Se fue resueltamente del patio como una reina.

Sátiro estaba terminando de limpiar su yelmo y deseó ser tan valiente y majestuoso como su hermana. Terón miró a Filocles.

—Nos ha puesto en nuestro sitio, ¿eh?

—¿Has oído hablar de Kineas? —preguntó el espartano. Terón asintió—. Pues acabas de conocerlo. Ése era él, personificado en su hija.

El preceptor de los gemelos llenó una copa de vino de un odre colgado en la pared y derramó una libación al suelo.

—Por el espíritu de Kineas, y por sus hijos. Y por la amistad contigo, Terón —dijo antes de beber.

Terón cogió la copa de asta y miró a Sátiro.

—¿Es difícil tener por padre aun héroe o un semidiós? —Sonrió al chico—. Mi padre era pescador. A veces ése es el camino más fácil. —Alzó la copa hacia Filocles, vertió otra libación y adoptó la postura de un orador—. Por el espíritu de Kineas, que se sienta entre los héroes, Arimnestos y Dion y Timoleón, Ajax y Aquiles y todos los hombres que derramaron su sangre en la ventosa Ilion. Y por tu amistad, espartano, que significa mucho para mí, diga lo que diga cuando me enfurezco. Y por los gemelos.

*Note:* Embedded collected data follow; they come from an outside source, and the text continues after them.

//! Source locations.
//!
//! Every node of the input tree carries a [`TextRange`]. The analyzer uses
//! ranges for textual ordering (temporal dead zone checks, reference order)
//! and diagnostics use [`TextSpan`].

use std::fmt;
use std::ops::Range;

/// A byte offset from the start of the source file.
pub type TextPos = u32;

/// A span defined by a start position and a length.
#[derive(Copy, Clone, Eq, PartialEq, Hash)]
pub struct TextSpan {
    pub start: TextPos,
    pub length: TextPos,
}

impl TextSpan {
    #[inline]
    pub fn new(start: TextPos, length: TextPos) -> Self {
        Self { start, length }
    }

    #[inline]
    pub fn from_bounds(start: TextPos, end: TextPos) -> Self {
        debug_assert!(end >= start);
        Self {
            start,
            length: end - start,
        }
    }

    /// The end position of this span (exclusive).
    #[inline]
    pub fn end(&self) -> TextPos {
        self.start + self.length
    }

    #[inline]
    pub fn is_empty(&self) -> bool {
        self.length == 0
    }

    #[inline]
    pub fn to_range(&self) -> Range<usize> {
        self.start as usize..self.end() as usize
    }
}

impl fmt::Debug for TextSpan {
    fn fmt(&self, f: &mut fmt::Formatter<'_>) -> fmt::Result {
        write!(f, "{}..{}", self.start, self.end())
    }
}

impl fmt::Display for TextSpan {
    fn fmt(&self, f: &mut fmt::Formatter<'_>) -> fmt::Result {
        write!(f, "[{}, {})", self.start, self.end())
    }
}

/// A half-open range `[pos, end)` of source text.
#[derive(Copy, Clone, Eq, PartialEq, Hash, Default)]
pub struct TextRange {
    /// Inclusive start offset.
    pub pos: TextPos,
    /// Exclusive end offset.
    pub end: TextPos,
}

impl TextRange {
    #[inline]
    pub fn new(pos: TextPos, end: TextPos) -> Self {
        Self { pos, end }
    }

    #[inline]
    pub fn empty(pos: TextPos) -> Self {
        Self { pos, end: pos }
    }

    /// The length in bytes. Zero for inverted ranges.
    #[inline]
    pub fn len(&self) -> TextPos {
        self.end.saturating_sub(self.pos)
    }

    #[inline]
    pub fn is_empty(&self) -> bool {
        self.pos == self.end
    }

    /// `end < pos`. Such a range never comes out of a well-formed tree.
    #[inline]
    pub fn is_inverted(&self) -> bool {
        self.end < self.pos
    }

    #[inline]
    pub fn to_span(&self) -> TextSpan {
        TextSpan::new(self.pos, self.len())
    }

    #[inline]
    pub fn to_range(&self) -> Range<usize> {
        self.pos as usize..self.end as usize
    }

    #[inline]
    pub fn contains(&self, pos: TextPos) -> bool {
        pos >= self.pos && pos < self.end
    }

    /// Whether `other` lies entirely inside this range.
    #[inline]
    pub fn contains_range(&self, other: TextRange) -> bool {
        other.pos >= self.pos && other.end <= self.end
    }

    /// Whether this range ends at or before `other` starts.
    #[inline]
    pub fn precedes(&self, other: TextRange) -> bool {
        self.end <= other.pos
    }

    /// The smallest range covering both.
    pub fn cover(&self, other: TextRange) -> TextRange {
        TextRange::new(self.pos.min(other.pos), self.end.max(other.end))
    }
}

impl fmt::Debug for TextRange {
    fn fmt(&self, f: &mut fmt::Formatter<'_>) -> fmt::Result {
        write!(f, "{}..{}", self.pos, self.end)
    }
}

impl From<TextRange> for TextSpan {
    fn from(range: TextRange) -> Self {
        range.to_span()
    }
}

impl From<TextSpan> for TextRange {
    fn from(span: TextSpan) -> Self {
        TextRange::new(span.start, span.end())
    }
}

#[cfg(test)]
mod tests {
    use super::*;

    #[test]
    fn test_range_ordering_helpers() {
        let decl = TextRange::new(10, 20);
        let before = TextRange::new(2, 5);
        let inside = TextRange::new(12, 14);

        assert!(before.precedes(decl));
        assert!(!decl.precedes(before));
        assert!(decl.contains_range(inside));
        assert!(!decl.contains_range(before));
        assert_eq!(before.cover(decl), TextRange::new(2, 20));
    }

    #[test]
    fn test_inverted_range() {
        let r = TextRange::new(8, 3);
        assert!(r.is_inverted());
        assert_eq!(r.len(), 0);
        assert!(!TextRange::new(3, 3).is_inverted());
    }

    #[test]
    fn test_span_conversion() {
        let span: TextSpan = TextRange::new(5, 15).into();
        assert_eq!(span.start, 5);
        assert_eq!(span.length, 10);
        assert_eq!(TextRange::from(span), TextRange::new(5, 15));
    }
}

Derramó vino en cada brindis y bebió. Luego le ofreció la copa a Sátiro, que la aceptó, deseando ser capaz de dar con algo noble que decir. Finalmente vertió una libación y dijo:

—Ojalá me pareciera más a mi padre. Que se halle con los inmortales, dándose un festín. Que vosotros dos seáis amigos.

Tomó un sorbo, sonrió con timidez y devolvió la copa.

La solemnidad del momento se vio interrumpida por los gritos de Melita en el baño. Estaba tirándole agua a alguien, y ese alguien chillaba y reía.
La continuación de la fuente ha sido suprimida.